Some sequential fits will be for a series of datasets where the same refinement settings will be optimal for all of the histograms. The tutorial is an example of that. However, this is not always the case. As one example, if during a set of diffraction measurements, a new phase appears, you will need to change the refinement settings to include that phase at the point in the sequence where that phase is first seen. When the phase first appears, there may be too few peaks to refine more than the phase fraction. Once more peaks are present, you will likely wish to refine the lattice parameters. At a later stage, you may want to refine structural and/or sample broadening terms.

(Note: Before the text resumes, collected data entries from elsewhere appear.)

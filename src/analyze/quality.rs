use super::Analyzer;
use crate::scan::lint::lintable_files;
use crate::types::config::LintConfig;
use crate::types::facts::{Probe, RepoFacts};
use crate::types::score::{AnalyzerKind, Issue, PartialScore};

pub const MAX_SCORE: u32 = 30;
pub const DEGRADED_SCORE: u32 = 15;

pub const NO_SOURCE_FILES: &str = "code_quality.no_source_files";
pub const LINT_FINDINGS: &str = "code_quality.lint_findings";
pub const LINT_FAILED: &str = "code_quality.lint_failed";
pub const LINT_UNAVAILABLE: &str = "code_quality.lint_unavailable";

pub struct CodeQualityAnalyzer {
    config: LintConfig,
}

impl CodeQualityAnalyzer {
    pub fn new(config: LintConfig) -> Self {
        Self { config }
    }
}

impl Analyzer for CodeQualityAnalyzer {
    fn kind(&self) -> AnalyzerKind {
        AnalyzerKind::CodeQuality
    }

    fn max_score(&self) -> u32 {
        MAX_SCORE
    }

    fn analyze(&self, facts: &RepoFacts) -> PartialScore {
        if facts.source_files().next().is_none() {
            return PartialScore::new(
                0,
                MAX_SCORE,
                vec![Issue::new(NO_SOURCE_FILES, "No source files found to lint")],
            );
        }

        match &facts.lint {
            Probe::Collected(summary) => {
                let penalty = summary
                    .error_count
                    .saturating_mul(self.config.error_penalty)
                    .saturating_add(
                        summary
                            .warning_count
                            .saturating_mul(self.config.warning_penalty),
                    );
                let mut issues = Vec::new();
                if summary.error_count > 0 || summary.warning_count > 0 {
                    issues.push(Issue::new(
                        LINT_FINDINGS,
                        format!(
                            "Lint reported {} error(s) and {} warning(s)",
                            summary.error_count, summary.warning_count
                        ),
                    ));
                }
                PartialScore::new(MAX_SCORE.saturating_sub(penalty), MAX_SCORE, issues)
            }
            Probe::Failed(reason) => PartialScore::new(
                DEGRADED_SCORE,
                MAX_SCORE,
                vec![Issue::new(LINT_FAILED, format!("Lint engine failed: {reason}"))],
            ),
            // No JavaScript in the tree: nothing the engine could deduct for.
            Probe::Unavailable(_) if lintable_files(&facts.files).is_empty() => {
                PartialScore::new(MAX_SCORE, MAX_SCORE, Vec::new())
            }
            Probe::Unavailable(reason) => PartialScore::new(
                DEGRADED_SCORE,
                MAX_SCORE,
                vec![Issue::new(
                    LINT_UNAVAILABLE,
                    format!("Lint results unavailable: {reason}"),
                )],
            ),
        }
    }
}
use crate::error::GradeError;
use crate::types::score::CategoryBinding;
use serde::Deserialize;
use std::time::Duration;

#[derive(Debug, Clone, Default, Deserialize)]
pub struct GradeConfig {
    #[serde(default)]
    pub provider: ProviderConfig,
    #[serde(default)]
    pub timeouts: TimeoutConfig,
    #[serde(default)]
    pub lint: LintConfig,
    #[serde(default)]
    pub audit: AuditConfig,
    #[serde(default)]
    pub report: ReportConfig,
}

#[derive(Debug, Clone, Copy, Default, PartialEq, Eq, Deserialize, clap::ValueEnum)]
#[serde(rename_all = "lowercase")]
pub enum ProviderKind {
    #[default]
    Clone,
    Api,
}

#[derive(Debug, Clone, Deserialize)]
pub struct ProviderConfig {
    #[serde(default)]
    pub kind: ProviderKind,
    #[serde(default = "default_api_base")]
    pub api_base: String,
    #[serde(default = "default_token_env")]
    pub token_env: String,
    pub clone_depth: Option<u32>,
}

fn default_api_base() -> String {
    "https://api.github.com".to_string()
}

fn default_token_env() -> String {
    "GITHUB_TOKEN".to_string()
}

impl Default for ProviderConfig {
    fn default() -> Self {
        Self {
            kind: ProviderKind::default(),
            api_base: default_api_base(),
            token_env: default_token_env(),
            clone_depth: None,
        }
    }
}

#[derive(Debug, Clone, Copy, Deserialize)]
pub struct TimeoutConfig {
    #[serde(default = "default_clone_secs")]
    pub clone_secs: u64,
    #[serde(default = "default_http_secs")]
    pub http_secs: u64,
    #[serde(default = "default_tool_secs")]
    pub tool_secs: u64,
    #[serde(default = "default_analyzer_secs")]
    pub analyzer_secs: u64,
}

fn default_clone_secs() -> u64 {
    120
}

fn default_http_secs() -> u64 {
    20
}

fn default_tool_secs() -> u64 {
    90
}

fn default_analyzer_secs() -> u64 {
    10
}

impl Default for TimeoutConfig {
    fn default() -> Self {
        Self {
            clone_secs: default_clone_secs(),
            http_secs: default_http_secs(),
            tool_secs: default_tool_secs(),
            analyzer_secs: default_analyzer_secs(),
        }
    }
}

impl TimeoutConfig {
    pub fn clone_deadline(&self) -> Duration {
        Duration::from_secs(self.clone_secs)
    }

    pub fn http_deadline(&self) -> Duration {
        Duration::from_secs(self.http_secs)
    }

    pub fn tool_deadline(&self) -> Duration {
        Duration::from_secs(self.tool_secs)
    }

    pub fn analyzer_deadline(&self) -> Duration {
        Duration::from_secs(self.analyzer_secs)
    }
}

#[derive(Debug, Clone, Copy, Default, PartialEq, Eq, Deserialize)]
#[serde(rename_all = "lowercase")]
pub enum SourceType {
    #[default]
    Module,
    Script,
}

impl SourceType {
    pub fn as_str(self) -> &'static str {
        match self {
            Self::Module => "module",
            Self::Script => "script",
        }
    }
}

/// Which ESLint configuration system the engine is driven with. `Flat` needs
/// ESLint 9 (or 8.57+), `Legacy` needs ESLint 8 or older.
#[derive(Debug, Clone, Copy, Default, PartialEq, Eq, Deserialize)]
#[serde(rename_all = "lowercase")]
pub enum ConfigFormat {
    #[default]
    Flat,
    Legacy,
}

/// Lint engine settings handed to the lint probe and the code quality analyzer.
#[derive(Debug, Clone, Deserialize)]
pub struct LintConfig {
    #[serde(default = "default_lint_command")]
    pub command: Vec<String>,
    #[serde(default = "default_environments")]
    pub environments: Vec<String>,
    #[serde(default = "default_rule_set")]
    pub rule_set: String,
    #[serde(default = "default_ecma_version")]
    pub ecma_version: u32,
    #[serde(default)]
    pub source_type: SourceType,
    #[serde(default)]
    pub config_format: ConfigFormat,
    #[serde(default = "default_error_penalty")]
    pub error_penalty: u32,
    #[serde(default = "default_warning_penalty")]
    pub warning_penalty: u32,
}

fn default_lint_command() -> Vec<String> {
    vec!["npx".to_string(), "--no-install".to_string(), "eslint".to_string()]
}

fn default_environments() -> Vec<String> {
    vec!["browser".to_string(), "node".to_string(), "es2021".to_string()]
}

fn default_rule_set() -> String {
    "eslint:recommended".to_string()
}

fn default_ecma_version() -> u32 {
    2021
}

fn default_error_penalty() -> u32 {
    2
}

fn default_warning_penalty() -> u32 {
    1
}

impl Default for LintConfig {
    fn default() -> Self {
        Self {
            command: default_lint_command(),
            environments: default_environments(),
            rule_set: default_rule_set(),
            ecma_version: default_ecma_version(),
            source_type: SourceType::default(),
            config_format: ConfigFormat::default(),
            error_penalty: default_error_penalty(),
            warning_penalty: default_warning_penalty(),
        }
    }
}

#[derive(Debug, Clone, Deserialize)]
pub struct AuditConfig {
    #[serde(default = "default_audit_enabled")]
    pub enabled: bool,
    #[serde(default = "default_audit_command")]
    pub command: Vec<String>,
}

fn default_audit_enabled() -> bool {
    true
}

fn default_audit_command() -> Vec<String> {
    vec!["npm".to_string(), "audit".to_string(), "--json".to_string()]
}

impl Default for AuditConfig {
    fn default() -> Self {
        Self {
            enabled: default_audit_enabled(),
            command: default_audit_command(),
        }
    }
}

#[derive(Debug, Clone, Copy, Default, Deserialize)]
pub struct ReportConfig {
    #[serde(default)]
    pub binding: CategoryBinding,
}

/// Rule sets shipped as `@eslint/js` presets.
pub const FLAT_RULE_SETS: [&str; 2] = ["eslint:recommended", "eslint:all"];

const SUPPORTED_ECMA_VERSIONS: [u32; 10] = [5, 2015, 2016, 2017, 2018, 2019, 2020, 2021, 2022, 2023];

impl GradeConfig {
    pub fn validate(&self) -> Result<(), GradeError> {
        for (name, secs) in [
            ("timeouts.clone_secs", self.timeouts.clone_secs),
            ("timeouts.http_secs", self.timeouts.http_secs),
            ("timeouts.tool_secs", self.timeouts.tool_secs),
            ("timeouts.analyzer_secs", self.timeouts.analyzer_secs),
        ] {
            if secs == 0 {
                return Err(GradeError::ConfigParse(format!(
                    "{name} must be greater than 0"
                )));
            }
        }

        if self.lint.command.is_empty() {
            return Err(GradeError::ConfigParse(
                "lint.command cannot be empty".to_string(),
            ));
        }
        if !SUPPORTED_ECMA_VERSIONS.contains(&self.lint.ecma_version) {
            return Err(GradeError::ConfigParse(format!(
                "unsupported lint.ecma_version: {}",
                self.lint.ecma_version
            )));
        }
        if self.lint.rule_set.trim().is_empty() {
            return Err(GradeError::ConfigParse(
                "lint.rule_set cannot be empty".to_string(),
            ));
        }
        if self.lint.config_format == ConfigFormat::Flat
            && !FLAT_RULE_SETS.contains(&self.lint.rule_set.as_str())
        {
            return Err(GradeError::ConfigParse(format!(
                "lint.rule_set '{}' is not available with flat config; use one of {} or set lint.config_format = \"legacy\"",
                self.lint.rule_set,
                FLAT_RULE_SETS.join(", ")
            )));
        }

        if self.audit.enabled && self.audit.command.is_empty() {
            return Err(GradeError::ConfigParse(
                "audit.command cannot be empty when audit.enabled = true".to_string(),
            ));
        }

        if !self.provider.api_base.starts_with("http") {
            return Err(GradeError::ConfigParse(format!(
                "provider.api_base must be an http(s) URL: {}",
                self.provider.api_base
            )));
        }
        if self.provider.clone_depth == Some(0) {
            return Err(GradeError::ConfigParse(
                "provider.clone_depth must be greater than 0".to_string(),
            ));
        }

        Ok(())
    }
}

Unless your datasets are all very similar, you will likely want to add parameters to the model as the refinement progresses. Note that after you set the refinement flags in the data window for any histogram or HAP data tree entry, there is a menu command for “Copy flags.” This will allow you to set the same refinement flags for other histograms without having to visit the data tree entry for each histogram. The hard part is remembering to use the “Copy flags” menu command, but if you fail to do this, you can simply copy them in the next refinement. Note that in most of the menus, there is also a “Copy” and a “Copy Selected” menu command. The “Copy” or “Copy parameters” will copy all parameters and their refinement flags (with the exception that for Sample Parameters, only the refined values and a few other items, such as instrument name are copied; values that are expected to change such as temperature, setting angles, etc. are not copied.) You will be asked to which histograms to copy the values. The “Copy Selected” menu command offers a choice of which parameters to copy as well as the histograms to where they will be copied. For both cases the values that will be copied are coming from the currently-selected histogram.
There are two schools of thought about how to perform sequential fits. One is to review the data and look for where there are significant changes and to use that knowledge to group the histograms into sections that are likely to work well with the same refinement settings. The other is to find reasonable settings for the fit of the first histogram and then let the sequential fit go and see where it starts to fail as an indication of where the refinement settings need to change. Both approaches work. Personally, I prefer to know more about what is going on in my data.